▶ [About this exercise]:
Each line from the first down to the one containing "let values = Arc::new(Mutex::new(Vec::new()));" should be returned exactly as it appears below.
****************
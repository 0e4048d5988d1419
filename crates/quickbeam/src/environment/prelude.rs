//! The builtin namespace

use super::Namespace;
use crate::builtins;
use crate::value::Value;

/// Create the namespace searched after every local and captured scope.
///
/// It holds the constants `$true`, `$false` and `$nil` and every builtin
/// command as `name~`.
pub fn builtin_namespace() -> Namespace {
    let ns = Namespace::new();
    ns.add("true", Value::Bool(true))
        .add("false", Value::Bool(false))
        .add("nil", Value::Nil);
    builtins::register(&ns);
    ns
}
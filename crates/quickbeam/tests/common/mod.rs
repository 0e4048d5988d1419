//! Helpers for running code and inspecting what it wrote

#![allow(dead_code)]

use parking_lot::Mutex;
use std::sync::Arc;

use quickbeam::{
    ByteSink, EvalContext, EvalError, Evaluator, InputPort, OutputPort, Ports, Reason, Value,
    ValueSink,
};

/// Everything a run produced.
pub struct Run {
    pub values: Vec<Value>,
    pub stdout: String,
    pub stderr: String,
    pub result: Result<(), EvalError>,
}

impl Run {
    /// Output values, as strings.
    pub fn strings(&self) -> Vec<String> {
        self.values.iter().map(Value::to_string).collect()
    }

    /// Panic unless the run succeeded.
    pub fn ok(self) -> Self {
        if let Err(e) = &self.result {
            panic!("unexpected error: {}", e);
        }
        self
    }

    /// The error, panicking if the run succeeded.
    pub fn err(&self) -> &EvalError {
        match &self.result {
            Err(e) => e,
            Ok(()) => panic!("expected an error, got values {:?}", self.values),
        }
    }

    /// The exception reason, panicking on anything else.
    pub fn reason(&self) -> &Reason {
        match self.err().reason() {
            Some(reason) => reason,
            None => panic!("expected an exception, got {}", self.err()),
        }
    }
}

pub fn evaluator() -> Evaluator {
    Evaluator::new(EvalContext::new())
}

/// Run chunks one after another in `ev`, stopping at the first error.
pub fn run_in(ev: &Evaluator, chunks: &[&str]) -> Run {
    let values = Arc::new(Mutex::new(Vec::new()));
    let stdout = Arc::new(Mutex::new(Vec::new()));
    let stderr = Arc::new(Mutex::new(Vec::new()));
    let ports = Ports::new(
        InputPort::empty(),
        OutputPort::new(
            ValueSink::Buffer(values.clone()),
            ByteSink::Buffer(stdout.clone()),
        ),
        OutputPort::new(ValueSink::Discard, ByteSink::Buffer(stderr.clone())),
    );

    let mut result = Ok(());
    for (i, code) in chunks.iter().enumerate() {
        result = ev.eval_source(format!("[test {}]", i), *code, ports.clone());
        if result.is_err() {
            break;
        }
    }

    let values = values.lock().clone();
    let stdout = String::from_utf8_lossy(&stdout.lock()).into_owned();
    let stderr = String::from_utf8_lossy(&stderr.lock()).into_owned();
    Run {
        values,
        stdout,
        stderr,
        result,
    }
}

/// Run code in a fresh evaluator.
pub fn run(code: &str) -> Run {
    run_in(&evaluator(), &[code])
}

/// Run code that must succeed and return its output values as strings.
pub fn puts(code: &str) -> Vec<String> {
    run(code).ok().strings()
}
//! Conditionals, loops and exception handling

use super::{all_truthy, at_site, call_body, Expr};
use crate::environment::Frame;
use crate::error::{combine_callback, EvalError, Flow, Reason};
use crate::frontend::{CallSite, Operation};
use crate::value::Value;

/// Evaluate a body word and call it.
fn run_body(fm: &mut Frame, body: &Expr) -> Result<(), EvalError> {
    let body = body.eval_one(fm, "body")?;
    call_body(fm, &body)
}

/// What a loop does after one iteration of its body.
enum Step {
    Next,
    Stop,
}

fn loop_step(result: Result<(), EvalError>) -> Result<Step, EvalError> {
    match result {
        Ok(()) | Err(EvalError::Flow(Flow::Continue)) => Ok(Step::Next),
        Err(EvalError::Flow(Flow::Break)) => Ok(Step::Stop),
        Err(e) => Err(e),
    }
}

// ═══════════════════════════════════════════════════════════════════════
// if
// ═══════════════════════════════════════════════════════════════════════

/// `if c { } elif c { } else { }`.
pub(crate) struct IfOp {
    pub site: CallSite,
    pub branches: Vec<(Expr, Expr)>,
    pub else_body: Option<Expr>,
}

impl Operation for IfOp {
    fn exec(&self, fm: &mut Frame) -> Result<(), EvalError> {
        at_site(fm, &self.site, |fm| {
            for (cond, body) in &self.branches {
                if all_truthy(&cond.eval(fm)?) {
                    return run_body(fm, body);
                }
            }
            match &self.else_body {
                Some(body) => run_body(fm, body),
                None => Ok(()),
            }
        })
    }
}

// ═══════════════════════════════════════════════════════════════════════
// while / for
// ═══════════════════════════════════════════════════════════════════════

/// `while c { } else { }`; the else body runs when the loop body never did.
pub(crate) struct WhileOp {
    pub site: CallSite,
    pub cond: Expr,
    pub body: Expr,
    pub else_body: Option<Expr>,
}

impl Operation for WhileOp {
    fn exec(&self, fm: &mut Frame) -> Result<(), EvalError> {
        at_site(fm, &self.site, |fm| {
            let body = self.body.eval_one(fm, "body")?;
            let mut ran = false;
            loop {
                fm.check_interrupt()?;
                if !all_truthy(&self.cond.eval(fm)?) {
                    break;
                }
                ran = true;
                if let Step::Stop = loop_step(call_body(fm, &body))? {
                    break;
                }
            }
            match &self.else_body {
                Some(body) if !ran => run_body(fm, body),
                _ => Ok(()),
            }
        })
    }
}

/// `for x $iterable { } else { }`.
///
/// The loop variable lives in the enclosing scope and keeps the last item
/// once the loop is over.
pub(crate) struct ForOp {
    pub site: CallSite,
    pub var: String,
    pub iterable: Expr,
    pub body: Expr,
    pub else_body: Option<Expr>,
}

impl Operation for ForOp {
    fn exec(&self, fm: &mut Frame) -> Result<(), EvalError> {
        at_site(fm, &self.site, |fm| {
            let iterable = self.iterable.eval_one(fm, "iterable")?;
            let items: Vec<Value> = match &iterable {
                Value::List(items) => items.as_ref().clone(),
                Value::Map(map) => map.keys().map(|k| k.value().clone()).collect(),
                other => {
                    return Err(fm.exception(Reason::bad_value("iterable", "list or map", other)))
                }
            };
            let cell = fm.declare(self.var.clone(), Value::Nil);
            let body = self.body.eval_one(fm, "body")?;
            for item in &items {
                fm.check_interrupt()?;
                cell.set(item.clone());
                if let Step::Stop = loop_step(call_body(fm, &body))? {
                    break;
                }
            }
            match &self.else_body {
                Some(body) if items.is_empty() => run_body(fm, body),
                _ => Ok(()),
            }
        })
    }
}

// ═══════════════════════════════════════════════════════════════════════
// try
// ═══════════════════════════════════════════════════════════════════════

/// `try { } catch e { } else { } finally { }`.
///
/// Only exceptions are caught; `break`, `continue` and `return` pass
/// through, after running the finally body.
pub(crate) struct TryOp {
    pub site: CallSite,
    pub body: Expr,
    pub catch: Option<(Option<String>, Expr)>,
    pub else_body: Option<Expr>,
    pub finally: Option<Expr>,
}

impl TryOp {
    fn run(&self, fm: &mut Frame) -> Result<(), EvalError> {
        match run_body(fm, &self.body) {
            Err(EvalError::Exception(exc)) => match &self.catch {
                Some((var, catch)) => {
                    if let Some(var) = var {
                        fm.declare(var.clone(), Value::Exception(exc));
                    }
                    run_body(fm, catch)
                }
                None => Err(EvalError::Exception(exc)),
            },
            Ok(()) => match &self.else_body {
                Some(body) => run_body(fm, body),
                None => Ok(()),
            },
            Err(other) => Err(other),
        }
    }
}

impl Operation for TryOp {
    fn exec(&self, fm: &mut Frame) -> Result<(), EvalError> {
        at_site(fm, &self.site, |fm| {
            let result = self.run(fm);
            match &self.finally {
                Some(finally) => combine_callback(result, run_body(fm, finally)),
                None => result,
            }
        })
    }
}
****************
▶ [Worked solution]:
repository 0e4048d5988d1419
filename crates/quickbeam/src/environment/prelude.rs
//! The builtin namespace

use super::Namespace;
use crate::builtins;
use crate::value::Value;

/// Create the namespace searched after every local and captured scope.
///
/// It holds the constants `$true`, `$false` and `$nil` and every builtin
/// command as `name~`.
pub fn builtin_namespace() -> Namespace {
    let ns = Namespace::new();
    ns.add("true", Value::Bool(true))
        .add("false", Value::Bool(false))
        .add("nil", Value::Nil);
    builtins::register(&ns);
    ns
}
filename crates/quickbeam/tests/common/mod.rs
repository 0e4048d5988d1419
//! Helpers for running code and inspecting what it wrote

#![allow(dead_code)]

use parking_lot::Mutex;
use std::sync::Arc;

use quickbeam::{
    ByteSink, EvalContext, EvalError, Evaluator, InputPort, OutputPort, Ports, Reason, Value,
    ValueSink,
};

/// Everything a run produced.
pub struct Run {
    pub values: Vec<Value>,
    pub stdout: String,
    pub stderr: String,
    pub result: Result<(), EvalError>,
}

impl Run {
    /// Output values, as strings.
    pub fn strings(&self) -> Vec<String> {
        self.values.iter().map(Value::to_string).collect()
    }

    /// Panic unless the run succeeded.
    pub fn ok(self) -> Self {
        if let Err(e) = &self.result {
            panic!("unexpected error: {}", e);
        }
        self
    }

    /// The error, panicking if the run succeeded.
    pub fn err(&self) -> &EvalError {
        match &self.result {
            Err(e) => e,
            Ok(()) => panic!("expected an error, got values {:?}", self.values),
        }
    }

    /// The exception reason, panicking on anything else.
    pub fn reason(&self) -> &Reason {
        match self.err().reason() {
            Some(reason) => reason,
            None => panic!("expected an exception, got {}", self.err()),
        }
    }
}

pub fn evaluator() -> Evaluator {
    Evaluator::new(EvalContext::new())
}

/// Run chunks one after another in `ev`, stopping at the first error.
pub fn run_in(ev: &Evaluator, chunks: &[&str]) -> Run {
    let values = Arc::new(Mutex::new(Vec::new()));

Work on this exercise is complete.